Pena, making a start without an opener for the first time since April 19, scuffled through 4 2/3 innings, giving up eight runs on nine hits in an 11-2 loss at Angel Stadium. It snapped the Angels’ five-game win streak and caused Pena's ERA to increase from 4.32 to 4.92 on the year.
"I didn't feel like I could throw or I could command my three pitches for strikes,” Pena said through an interpreter. “When you can't do that, that's what happens, always. When you can't command your pitches, they hit you."
With the bullpen overworked and Friday’s opener Taylor Cole unavailable after throwing 47 pitches on Monday, the Angels allowed Pena to make just his fifth start of the year, as he had pitched after an opener in his previous 13 outings. It didn’t work out, as Pena gave up three runs in the first inning, including an RBI double to Alex Bregman and a two-run homer to Michael Brantley.
"They jumped him early, and just carried the momentum throughout the game," said acting manager Josh Paul, who filled in for the suspended Brad Ausmus. "They were patient and they got the pitches that they needed to hit hard and they hit them hard."
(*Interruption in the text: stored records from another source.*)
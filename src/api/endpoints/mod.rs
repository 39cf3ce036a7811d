//! API endpoint handlers.
//!
//! One module per resource. Handlers open a connection per request and
//! delegate to the repository, booking and account modules.

pub mod appointments;
pub mod auth;
pub mod doctors;
pub mod health;
pub mod patients;
pub mod schedules;
pub mod services;
pub mod users;
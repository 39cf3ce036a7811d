//! Input rules checked before anything reaches the database.

use std::sync::LazyLock;

use chrono::{NaiveDate, NaiveTime};
use regex::Regex;
use thiserror::Error;

use crate::models::{DoctorInput, PatientInput, ScheduleInput, ServiceInput, UserInput};

pub const MIN_PHONE_DIGITS: usize = 10;
pub const MIN_PASSWORD_LENGTH: usize = 6;

static EMAIL: LazyLock<Regex> = LazyLock::new(|| {
    Regex::new(r"^[^@\s]+@[^@\s]+\.[^@\s]+$").expect("email pattern is valid")
});

#[derive(Error, Debug, Clone, PartialEq, Eq)]
pub enum ValidationError {
    #[error("{0} is required")]
    Required(&'static str),

    #[error("Phone number must contain at least {MIN_PHONE_DIGITS} digits")]
    InvalidPhone,

    #[error("Invalid email address: {0}")]
    InvalidEmail(String),

    #[error("Service duration must be positive")]
    InvalidDuration,

    #[error("Service price cannot be negative")]
    NegativePrice,

    #[error("Day of week must be between 1 and 7, got {0}")]
    InvalidDay(u8),

    #[error("End time {end} must be after start time {start}")]
    InvalidTimeRange { start: NaiveTime, end: NaiveTime },

    #[error("Start date {start} is after end date {end}")]
    InvalidDateRange { start: NaiveDate, end: NaiveDate },

    #[error("Password must be at least {MIN_PASSWORD_LENGTH} characters")]
    PasswordTooShort,
}

fn require(value: &str, field: &'static str) -> Result<(), ValidationError> {
    if value.trim().is_empty() {
        return Err(ValidationError::Required(field));
    }
    Ok(())
}

/// Separators and `+` are ignored; only digits count.
pub fn validate_phone(phone: &str) -> Result<(), ValidationError> {
    let digits = phone.chars().filter(char::is_ascii_digit).count();
    if digits < MIN_PHONE_DIGITS {
        return Err(ValidationError::InvalidPhone);
    }
    Ok(())
}

/// Empty is accepted; anything else must look like an address.
pub fn validate_email(email: &str) -> Result<(), ValidationError> {
    let email = email.trim();
    if !email.is_empty() && !EMAIL.is_match(email) {
        return Err(ValidationError::InvalidEmail(email.to_string()));
    }
    Ok(())
}

pub fn validate_patient(input: &PatientInput) -> Result<(), ValidationError> {
    require(&input.last_name, "Last name")?;
    require(&input.first_name, "First name")?;
    require(&input.phone, "Phone")?;
    validate_phone(&input.phone)?;
    validate_email(&input.email)
}

pub fn validate_doctor(input: &DoctorInput) -> Result<(), ValidationError> {
    require(&input.last_name, "Last name")?;
    require(&input.first_name, "First name")?;
    require(&input.specialization, "Specialization")?;
    validate_email(&input.email)
}

pub fn validate_service(input: &ServiceInput) -> Result<(), ValidationError> {
    require(&input.name, "Service name")?;
    if input.duration_minutes == 0 {
        return Err(ValidationError::InvalidDuration);
    }
    if input.price_minor < 0 {
        return Err(ValidationError::NegativePrice);
    }
    Ok(())
}

pub fn validate_schedule(input: &ScheduleInput) -> Result<(), ValidationError> {
    if !(1..=7).contains(&input.day_of_week) {
        return Err(ValidationError::InvalidDay(input.day_of_week));
    }
    if input.end_time <= input.start_time {
        return Err(ValidationError::InvalidTimeRange {
            start: input.start_time,
            end: input.end_time,
        });
    }
    Ok(())
}

pub fn validate_date_range(start: NaiveDate, end: NaiveDate) -> Result<(), ValidationError> {
    if start > end {
        return Err(ValidationError::InvalidDateRange { start, end });
    }
    Ok(())
}

/// `creating` makes the password mandatory; on update an absent or
/// empty password means "keep the current one".
pub fn validate_user(input: &UserInput, creating: bool) -> Result<(), ValidationError> {
    require(&input.username, "Username")?;
    match input.password.as_deref().filter(|p| !p.is_empty()) {
        None if creating => Err(ValidationError::Required("Password")),
        Some(p) if p.chars().count() < MIN_PASSWORD_LENGTH => {
            Err(ValidationError::PasswordTooShort)
        }
        _ => validate_email(&input.email),
    }
}
//! Application state shared by every API request.
//!
//! Holds the resolved configuration and the in-memory session registry.
//! Database connections are opened per call, never shared.

use std::path::Path;
use std::sync::{RwLock, RwLockReadGuard, RwLockWriteGuard};

use crate::config::AppConfig;
use crate::db;
use crate::session::SessionStore;

pub struct CoreState {
    config: AppConfig,
    sessions: RwLock<SessionStore>,
}

impl CoreState {
    pub fn new(config: AppConfig) -> Self {
        let sessions = SessionStore::with_hours(config.security_settings.token_expiration_hours);
        Self {
            config,
            sessions: RwLock::new(sessions),
        }
    }

    pub fn config(&self) -> &AppConfig {
        &self.config
    }

    pub fn db_path(&self) -> &Path {
        &self.config.database_path
    }

    /// Open a fresh database connection (migrations are idempotent).
    pub fn open_db(&self) -> Result<rusqlite::Connection, CoreError> {
        db::open_database(self.db_path()).map_err(CoreError::Database)
    }

    pub fn read_sessions(&self) -> Result<RwLockReadGuard<'_, SessionStore>, CoreError> {
        self.sessions.read().map_err(|_| CoreError::LockPoisoned)
    }

    pub fn write_sessions(&self) -> Result<RwLockWriteGuard<'_, SessionStore>, CoreError> {
        self.sessions.write().map_err(|_| CoreError::LockPoisoned)
    }
}

#[derive(Debug, thiserror::Error)]
pub enum CoreError {
    #[error("Internal lock error")]
    LockPoisoned,
    #[error("Database error: {0}")]
    Database(db::DatabaseError),
}

/// State backed by a throwaway database file, for tests.
#[cfg(test)]
pub(crate) fn test_state() -> (CoreState, tempfile::TempDir) {
    let dir = tempfile::tempdir().expect("tempdir");
    let db_path = dir.path().join("clinic.db");
    (CoreState::new(AppConfig::with_database(db_path)), dir)
}

#[cfg(test)]
mod tests {
    use super::*;
    use crate::db::repository::tests::make_user_value;
    use crate::models::UserRole;

    #[test]
    fn open_db_creates_schema() {
        let (state, _dir) = test_state();
        let conn = state.open_db().unwrap();
        assert!(db::test_connection(&conn));
        assert!(state.db_path().exists());
    }

    #[test]
    fn connections_see_each_others_writes() {
        let (state, _dir) = test_state();
        let user = make_user_value("admin", UserRole::Admin);
        db::insert_user(&state.open_db().unwrap(), &user).unwrap();
        assert_eq!(db::count_users(&state.open_db().unwrap()).unwrap(), 1);
    }

    #[test]
    fn session_ttl_follows_config() {
        let (state, _dir) = test_state();
        let token = state
            .write_sessions()
            .unwrap()
            .issue(&make_user_value("admin", UserRole::Admin));
        assert!(state.write_sessions().unwrap().validate(&token).is_some());
        assert_eq!(state.read_sessions().unwrap().len(), 1);
    }
}
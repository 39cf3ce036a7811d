use chrono::{NaiveDate, NaiveDateTime, NaiveTime};
use serde::{Deserialize, Serialize};
use uuid::Uuid;

use super::display;
use super::enums::AppointmentStatus;

#[derive(Debug, Clone, PartialEq, Serialize, Deserialize)]
pub struct Appointment {
    pub id: Uuid,
    pub patient_id: Uuid,
    pub doctor_id: Uuid,
    pub service_id: Uuid,
    pub appointment_date: NaiveDate,
    pub appointment_time: NaiveTime,
    pub status: AppointmentStatus,
    pub created_at: NaiveDateTime,
    pub updated_at: NaiveDateTime,
}

impl Appointment {
    pub fn starts_at(&self) -> NaiveDateTime {
        self.appointment_date.and_time(self.appointment_time)
    }

    pub fn formatted_time(&self) -> String {
        display::format_time(self.appointment_time)
    }

    /// "dd.mm.yyyy HH:MM"
    pub fn formatted_date_time(&self) -> String {
        format!(
            "{} {}",
            display::format_date(self.appointment_date),
            self.formatted_time()
        )
    }
}

/// Appointment joined with the names of the people and service involved,
/// as shown in appointment listings.
#[derive(Debug, Clone, Serialize)]
pub struct AppointmentView {
    #[serde(flatten)]
    pub appointment: Appointment,
    pub patient_full_name: String,
    pub patient_phone: String,
    pub doctor_full_name: String,
    pub doctor_specialization: String,
    pub service_name: String,
    pub formatted_time: String,
    pub formatted_date_time: String,
    pub display_status: &'static str,
}

impl AppointmentView {
    pub fn new(
        appointment: Appointment,
        patient_full_name: String,
        patient_phone: String,
        doctor_full_name: String,
        doctor_specialization: String,
        service_name: String,
    ) -> Self {
        Self {
            formatted_time: appointment.formatted_time(),
            formatted_date_time: appointment.formatted_date_time(),
            display_status: appointment.status.label(),
            appointment,
            patient_full_name,
            patient_phone,
            doctor_full_name,
            doctor_specialization,
            service_name,
        }
    }
}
The Astros kept piling it on from there, scoring twice in the second, once more in the third and five times in the fifth. Pena surrendered a two-run double to Jose Altuve in the second and threw a wild pitch that brought home a run in the third before it all fully unraveled in an ugly fifth inning with reliever Luke Bard getting hit hard.
Pena started the fifth by hitting Brantley on a pitch that first hit the dirt, and recorded two quick outs before giving up a single to Robinson Chirinos. Bard, freshly called up from Triple-A Salt Lake, came into the game, but promptly allowed an RBI single to Tyler White, an RBI double to Jake Marisnick and a three-run shot to George Springer. Two of those runs were charged to Pena.
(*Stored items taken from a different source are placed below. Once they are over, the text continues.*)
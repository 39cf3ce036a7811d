pub mod password;

pub use password::*;

use thiserror::Error;

#[derive(Error, Debug)]
pub enum CryptoError {
    #[error("Stored password hash is malformed")]
    MalformedHash,
}
fn main() {
    clinic_lib::run()
}
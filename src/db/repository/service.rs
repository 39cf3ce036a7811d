use rusqlite::{params, Connection, OptionalExtension, Row};
use uuid::Uuid;

use super::convert::*;
use crate::db::DatabaseError;
use crate::models::*;

const SERVICE_COLUMNS: &str = "id, name, description, duration_minutes, price_minor, is_active";

struct ServiceRow {
    id: String,
    name: String,
    description: String,
    duration_minutes: u32,
    price_minor: i64,
    is_active: bool,
}

fn read_row(row: &Row<'_>) -> rusqlite::Result<ServiceRow> {
    Ok(ServiceRow {
        id: row.get(0)?,
        name: row.get(1)?,
        description: row.get(2)?,
        duration_minutes: row.get(3)?,
        price_minor: row.get(4)?,
        is_active: row.get(5)?,
    })
}

fn service_from_row(row: ServiceRow) -> Result<Service, DatabaseError> {
    Ok(Service {
        id: parse_uuid("services.id", &row.id)?,
        name: row.name,
        description: row.description,
        duration_minutes: row.duration_minutes,
        price_minor: row.price_minor,
        is_active: row.is_active,
    })
}

pub fn insert_service(conn: &Connection, service: &Service) -> Result<(), DatabaseError> {
    conn.execute(
        "INSERT INTO services (id, name, description, duration_minutes, price_minor, is_active)
         VALUES (?1, ?2, ?3, ?4, ?5, ?6)",
        params![
            service.id.to_string(),
            service.name,
            service.description,
            service.duration_minutes,
            service.price_minor,
            service.is_active,
        ],
    )?;
    Ok(())
}

pub fn get_service(conn: &Connection, id: &Uuid) -> Result<Option<Service>, DatabaseError> {
    let sql = format!("SELECT {SERVICE_COLUMNS} FROM services WHERE id = ?1");
    let row = conn
        .query_row(&sql, params![id.to_string()], read_row)
        .optional()?;
    row.map(service_from_row).transpose()
}

/// Services ordered by name; `active_only` hides retired ones.
pub fn list_services(conn: &Connection, active_only: bool) -> Result<Vec<Service>, DatabaseError> {
    let sql = if active_only {
        format!("SELECT {SERVICE_COLUMNS} FROM services WHERE is_active = 1 ORDER BY name")
    } else {
        format!("SELECT {SERVICE_COLUMNS} FROM services ORDER BY name")
    };
    let mut stmt = conn.prepare(&sql)?;
    let rows = stmt.query_map([], read_row)?;
    let mut services = Vec::new();
    for row in rows {
        services.push(service_from_row(row?)?);
    }
    Ok(services)
}

pub fn update_service(conn: &Connection, service: &Service) -> Result<(), DatabaseError> {
    let affected = conn.execute(
        "UPDATE services SET name = ?2, description = ?3, duration_minutes = ?4,
         price_minor = ?5, is_active = ?6
         WHERE id = ?1",
        params![
            service.id.to_string(),
            service.name,
            service.description,
            service.duration_minutes,
            service.price_minor,
            service.is_active,
        ],
    )?;
    if affected == 0 {
        return Err(DatabaseError::not_found("Service", service.id));
    }
    Ok(())
}

pub fn delete_service(conn: &Connection, id: &Uuid) -> Result<(), DatabaseError> {
    let referenced: i64 = conn.query_row(
        "SELECT COUNT(*) FROM appointments WHERE service_id = ?1",
        params![id.to_string()],
        |row| row.get(0),
    )?;
    if referenced > 0 {
        return Err(DatabaseError::ConstraintViolation(format!(
            "Service is used by {referenced} appointment(s); deactivate instead of deleting"
        )));
    }
    let affected = conn.execute("DELETE FROM services WHERE id = ?1", params![id.to_string()])?;
    if affected == 0 {
        return Err(DatabaseError::not_found("Service", id));
    }
    Ok(())
}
“I was hanging some pitches,” Pena said. “And I had to pay for it."
Pena registered seven swings and misses among his 91 pitches, which was tied for his second-lowest total of the season, not counting his one-inning relief stint on May 26. He induced a season high 15 whiffs while throwing his seven no-hit frames last week.
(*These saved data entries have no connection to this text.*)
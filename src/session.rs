//! Bearer-token sessions for logged-in staff.
//!
//! Only the SHA-256 hash of each token is kept. Sessions expire after the
//! configured number of hours and are dropped lazily on lookup.

use std::collections::HashMap;
use std::time::{Duration, Instant};

use uuid::Uuid;

use crate::models::{User, UserRole};

/// Hash a bearer token string using SHA-256.
pub fn hash_token(token: &str) -> [u8; 32] {
    use sha2::{Digest, Sha256};
    let mut hasher = Sha256::new();
    hasher.update(token.as_bytes());
    hasher.finalize().into()
}

/// Generate a random bearer token (URL-safe base64, 32 bytes of entropy).
pub fn generate_token() -> String {
    use base64::Engine;
    let bytes: [u8; 32] = rand::random();
    base64::engine::general_purpose::URL_SAFE_NO_PAD.encode(bytes)
}

#[derive(Debug, Clone)]
pub struct Session {
    pub user_id: Uuid,
    pub username: String,
    pub role: UserRole,
    expires_at: Instant,
}

impl Session {
    pub fn is_expired(&self, now: Instant) -> bool {
        now >= self.expires_at
    }
}

pub struct SessionStore {
    sessions: HashMap<[u8; 32], Session>,
    ttl: Duration,
}

impl SessionStore {
    pub fn new(ttl: Duration) -> Self {
        Self {
            sessions: HashMap::new(),
            ttl,
        }
    }

    pub fn with_hours(hours: u32) -> Self {
        Self::new(Duration::from_secs(u64::from(hours) * 3600))
    }

    /// Start a session for `user` and return the plaintext token.
    pub fn issue(&mut self, user: &User) -> String {
        self.purge_expired();
        let token = generate_token();
        self.sessions.insert(
            hash_token(&token),
            Session {
                user_id: user.id,
                username: user.username.clone(),
                role: user.role,
                expires_at: Instant::now() + self.ttl,
            },
        );
        token
    }

    /// Session for a presented token, if it exists and has not expired.
    pub fn validate(&mut self, token: &str) -> Option<Session> {
        let key = hash_token(token);
        let session = self.sessions.get(&key)?;
        if session.is_expired(Instant::now()) {
            self.sessions.remove(&key);
            return None;
        }
        Some(session.clone())
    }

    pub fn revoke(&mut self, token: &str) -> bool {
        self.revoke_hash(&hash_token(token))
    }

    pub fn revoke_hash(&mut self, token_hash: &[u8; 32]) -> bool {
        self.sessions.remove(token_hash).is_some()
    }

    /// Drop every session of a user (after deactivation, deletion or a
    /// role change). Returns how many were removed.
    pub fn revoke_user(&mut self, user_id: &Uuid) -> usize {
        let before = self.sessions.len();
        self.sessions.retain(|_, s| &s.user_id != user_id);
        before - self.sessions.len()
    }

    pub fn len(&self) -> usize {
        self.sessions.len()
    }

    pub fn is_empty(&self) -> bool {
        self.sessions.is_empty()
    }

    fn purge_expired(&mut self) {
        let now = Instant::now();
        self.sessions.retain(|_, s| !s.is_expired(now));
    }
}

#[cfg(test)]
mod tests {
    use super::*;
    use crate::db::repository::tests::make_user_value;

    #[test]
    fn generate_token_is_unique() {
        let t1 = generate_token();
        let t2 = generate_token();
        assert_ne!(t1, t2);
        assert_eq!(t1.len(), 43);
    }

    #[test]
    fn hash_token_is_deterministic() {
        assert_eq!(hash_token("test"), hash_token("test"));
        assert_ne!(hash_token("token-a"), hash_token("token-b"));
    }

    #[test]
    fn issued_token_validates() {
        let mut store = SessionStore::with_hours(8);
        let user = make_user_value("reception1", UserRole::Receptionist);
        let token = store.issue(&user);

        let session = store.validate(&token).unwrap();
        assert_eq!(session.user_id, user.id);
        assert_eq!(session.role, UserRole::Receptionist);
        assert!(store.validate("not-a-token").is_none());
    }

    #[test]
    fn plaintext_token_is_not_stored() {
        let mut store = SessionStore::with_hours(8);
        let token = store.issue(&make_user_value("admin", UserRole::Admin));
        assert!(store.sessions.contains_key(&hash_token(&token)));
        assert!(store
            .sessions
            .keys()
            .all(|k| k.as_slice() != token.as_bytes()));
    }

    #[test]
    fn expired_session_is_rejected_and_removed() {
        let mut store = SessionStore::new(Duration::ZERO);
        let token = store.issue(&make_user_value("admin", UserRole::Admin));
        assert!(store.validate(&token).is_none());
        assert!(store.is_empty());
    }

    #[test]
    fn revoke_and_revoke_user() {
        let mut store = SessionStore::with_hours(1);
        let user = make_user_value("doc", UserRole::Doctor);
        let a = store.issue(&user);
        let _b = store.issue(&user);
        let other = store.issue(&make_user_value("admin", UserRole::Admin));

        assert!(store.revoke(&a));
        assert!(!store.revoke(&a));
        assert_eq!(store.revoke_user(&user.id), 1);
        assert_eq!(store.len(), 1);
        assert!(store.validate(&other).is_some());
    }
}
Pena, though, blamed his command for his lack of success and said it had nothing to do with making a start instead of coming in after an opener that faces the top of the lineup.
“I felt the same,” Pena said. “It's the same thing. You just have to keep your same routines, so for me it was the same. It's a baseball game. Things happen."
It put the Angels in an 11-0 hole, as they didn’t score until the bottom of the fifth on a solo homer from Dustin Garneau off right-hander Gerrit Cole. It was the only run allowed by Cole, who threw seven strong innings with 11 strikeouts.
Cole induced 24 swings and misses, which was the most against the Angels this season. He's had two outings of at least 15 whiffs against the Angels this year, and no other pitcher has done it once according to Statcast.
“He's one of the tougher pitchers we face,” Paul said. “We face him a lot being in our division. Ideally, you’d like to keep it close as long as you can with him to give yourself a shot. Tonight didn’t work out.”